#### Answer

The tangential acceleration of car A is $9.80~m/s^2$
The tangential acceleration of car B is $12.9~m/s^2$
The tangential acceleration of car C is $6.68~m/s^2$

#### Work Step by Step

Note that the force of kinetic friction causes each car to decelerate.
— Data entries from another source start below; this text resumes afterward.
//! Property-based tests for the state machine
//!
//! Random button presses and typed text are driven through `transition`,
//! checking that navigation and sign rules hold for every path.

use super::state::*;
use super::transition::*;
use super::*;
use crate::catalog::{Catalog, TransactionType};
use crate::format::Locale;
use crate::keyboards;
use crate::ledger::{RowField, SheetRow};
use chrono::{TimeZone, Utc};
use proptest::prelude::*;
use rust_decimal::Decimal;

// ============================================================================
// Test Helpers
// ============================================================================

fn run(session: &Session, event: Event) -> Option<TransitionResult> {
    let catalog = Catalog::default();
    let locale = Locale::default();
    let now = Utc.with_ymd_and_hms(2026, 10, 18, 2, 30, 0).unwrap();
    let ctx = ConvContext::new(&catalog, &locale, now);
    transition(session, &ctx, event).ok()
}

fn listing_rows() -> Vec<SheetRow> {
    let header = ["Date", "Type", "Category", "Account 1", "Account 2", "Description", "Amount"];
    let data = [
        ["10/01/2026", "Expense", "Food", "Cash", "", "lunch", "-250"],
        ["10/02/2026", "Income", "Salary", "BDO", "", "pay", "1000"],
        ["10/03/2026", "Transfer", "", "BDO", "Cash", "atm", "500"],
    ];
    std::iter::once(header.map(String::from).to_vec())
        .chain(data.iter().map(|r| r.map(String::from).to_vec()))
        .collect()
}

/// Feed a message, answering any listing request with a fixed sheet
fn step(session: &Session, text: &str) -> (Session, Vec<Effect>) {
    let Some(result) = run(session, Event::user_message(text)) else {
        return (session.clone(), vec![]);
    };
    let mut effects = result.effects;
    let mut session = result.new_session;
    if effects.iter().any(|e| matches!(e, Effect::LoadListing { .. })) {
        if let Some(loaded) = run(&session, Event::ListingLoaded { rows: listing_rows() }) {
            session = loaded.new_session;
            effects.extend(loaded.effects);
        }
    }
    (session, effects)
}

// ============================================================================
// Arbitrary Generators
// ============================================================================

fn arb_button() -> impl Strategy<Value = String> {
    prop_oneof![
        Just(keyboards::BTN_ADD_EXPENSE),
        Just(keyboards::BTN_ADD_INCOME),
        Just(keyboards::BTN_ADD_TRANSFER),
        Just(keyboards::BTN_ADD_REIMBURSEMENT),
        Just(keyboards::BTN_ADD_RECEIVABLE),
        Just(keyboards::BTN_ADD_PAYABLE),
        Just(keyboards::BTN_SUMMARY),
        Just(keyboards::BTN_DELETE),
        Just(keyboards::BTN_EDIT),
        Just(keyboards::BTN_BACK),
        Just(keyboards::BTN_NEW_RECEIVABLE),
        Just(keyboards::BTN_PAYMENT_RECEIVED),
        Just(keyboards::BTN_MONTHLY_SUMMARY),
        Just(keyboards::BTN_YEARLY_SUMMARY),
        Just(keyboards::BTN_EDIT_AMOUNT),
        Just(keyboards::BTN_EDIT_TYPE),
        Just(keyboards::BTN_EDIT_DATE),
    ]
    .prop_map(String::from)
}

fn arb_choice() -> impl Strategy<Value = String> {
    prop_oneof![
        Just("Food"),
        Just("Salary"),
        Just("Cash"),
        Just("BDO"),
        Just("BPI - Platinum MC"),
        Just("Expense"),
        Just("Income"),
        Just("12/15/2024"),
        Just("02/30/2024"),
        Just("📅 2026"),
        Just("📅 March"),
        Just("1"),
        Just("2"),
        Just("12"),
    ]
    .prop_map(String::from)
}

fn arb_amount() -> impl Strategy<Value = String> {
    (any::<bool>(), 0u32..100_000, 0u32..100).prop_map(|(negative, whole, cents)| {
        let sign = if negative { "-" } else { "" };
        format!("{sign}{whole}.{cents:02}")
    })
}

fn arb_input() -> impl Strategy<Value = String> {
    prop_oneof![
        4 => arb_button(),
        4 => arb_choice(),
        2 => arb_amount(),
        1 => "[a-z ]{0,12}",
    ]
}

fn arb_inputs() -> impl Strategy<Value = Vec<String>> {
    prop::collection::vec(arb_input(), 0..40)
}

// ============================================================================
// Properties
// ============================================================================

proptest! {
    #![proptest_config(ProptestConfig::with_cases(256))]

    /// History never grows past the deepest flow
    #[test]
    fn history_is_bounded(inputs in arb_inputs()) {
        let mut session = Session::default();
        for text in &inputs {
            session = step(&session, text).0;
            prop_assert!(session.history.len() <= MAX_HISTORY_DEPTH);
        }
    }

    /// History grows by at most one per message, and back never grows it
    #[test]
    fn history_moves_one_step_at_a_time(inputs in arb_inputs()) {
        let mut session = Session::default();
        for text in &inputs {
            let before = session.history.len();
            session = step(&session, text).0;
            let after = session.history.len();
            if text == keyboards::BTN_BACK {
                prop_assert!(after < before || after == 0);
            } else {
                prop_assert!(after <= before + 1);
            }
        }
    }

    /// Going forward then back lands on the same session
    #[test]
    fn back_undoes_a_forward_step(inputs in arb_inputs(), next in arb_input()) {
        let mut session = Session::default();
        for text in &inputs {
            session = step(&session, text).0;
        }
        let (forward, _) = step(&session, &next);
        let pushed = forward.history.len() == session.history.len() + 1
            && forward.history.last() == Some(&session.state);
        if pushed {
            let (back, _) = step(&forward, keyboards::BTN_BACK);
            if session.state.is_idle() {
                prop_assert_eq!(back, Session::default());
            } else {
                prop_assert_eq!(back, session);
            }
        }
    }

    /// Back with nothing to go back to is the same as back to menu
    #[test]
    fn back_on_empty_history_is_back_to_menu(inputs in arb_inputs()) {
        let mut session = Session::default();
        for text in &inputs {
            session = step(&session, text).0;
        }
        session.history.clear();
        let back = run(&session, Event::user_message(keyboards::BTN_BACK)).unwrap();
        let menu = run(&session, Event::user_message(keyboards::BTN_BACK_TO_MENU)).unwrap();
        prop_assert_eq!(&back.new_session, &menu.new_session);
        prop_assert_eq!(back.effects, menu.effects);
    }

    /// Rejected input never moves the session
    #[test]
    fn rejected_input_changes_nothing(inputs in arb_inputs(), junk in "[a-z]{3,10}") {
        let mut session = Session::default();
        for text in &inputs {
            session = step(&session, text).0;
        }
        // Free text is always valid, and unparsable amounts read as an
        // accepted zero where zero is allowed
        let accepts_anything = matches!(
            session.state,
            ConvState::Entry { step: EntryStep::Description, .. }
                | ConvState::Receivable { step: ReceivableStep::Description, .. }
                | ConvState::Payable {
                    step: PayableStep::Description | PayableStep::Interest | PayableStep::Fee,
                    ..
                }
                | ConvState::Edit { step: EditStep::Input(_, RowField::Description), .. }
        );
        if !session.state.is_idle() && !accepts_anything {
            let (after, effects) = step(&session, &junk);
            prop_assert_eq!(after, session);
            prop_assert!(effects.iter().all(|e| matches!(e, Effect::Reply(_))));
        }
    }

    /// Every expense written or edited carries a non-positive amount
    #[test]
    fn expense_amounts_stay_non_positive(inputs in arb_inputs()) {
        let mut session = Session::default();
        for text in &inputs {
            let (after, effects) = step(&session, text);
            for effect in &effects {
                match effect {
                    Effect::AppendRows { rows, .. } => {
                        for row in rows.iter().filter(|r| r.tx_type == TransactionType::Expense) {
                            prop_assert!(row.amount <= Decimal::ZERO);
                        }
                    }
                    Effect::UpdateCell { row, field: RowField::Amount, value, .. }
                        if row.get(RowField::Type) == "Expense" =>
                    {
                        let amount: Decimal = value.parse().unwrap();
                        prop_assert!(amount <= Decimal::ZERO);
                    }
                    _ => {}
                }
            }
            session = after;
        }
    }
}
Let $M$ be the mass of each car.
We can find the tangential acceleration of car A;
$F_f = Ma$
$F_N~\mu_k = Ma$
$Mg~\mu_k = Ma$
$a = g~\mu_k$
$a = (9.80~m/s^2)(1.0)$
$a = 9.80~m/s^2$
The tangential acceleration of car A is $9.80~m/s^2$.
We can use the centripetal force to find the normal force $F_N$ of the road on car B;
$\sum F = \frac{Mv^2}{r}$
$F_N-Mg = \frac{Mv^2}{r}$
$F_N = \frac{Mv^2}{r}+Mg$
$F_N = M~(\frac{v^2}{r}+g)$
$F_N = M~(\frac{(25~m/s)^2}{200~m}+9.80~m/s^2)$
$F_N = M~(12.9~m/s^2)$
We can find the tangential acceleration of car B.
$F_f = Ma$
$F_N~\mu_k = Ma$
$M~(12.9~m/s^2)~\mu_k = Ma$
$a = (12.9~m/s^2)~\mu_k$
$a = (12.9~m/s^2)(1.0)$
$a = 12.9~m/s^2$
The tangential acceleration of car B is $12.9~m/s^2$.
We can use the centripetal force to find the normal force $F_N$ of the road on car C;
$\sum F = \frac{Mv^2}{r}$
$Mg-F_N = \frac{Mv^2}{r}$
$F_N = Mg - \frac{Mv^2}{r}$
$F_N = M~(g-\frac{v^2}{r})$
$F_N = M~(9.80~m/s^2 - \frac{(25~m/s)^2}{200~m})$
$F_N = M~(6.68~m/s^2)$
We can find the tangential acceleration of car C.
$F_f = Ma$
$F_N~\mu_k = Ma$
$M~(6.68~m/s^2)~\mu_k = Ma$
$a = (6.68~m/s^2)~\mu_k$
$a = (6.68~m/s^2)(1.0)$
$a = 6.68~m/s^2$
The tangential acceleration of car C is $6.68~m/s^2$.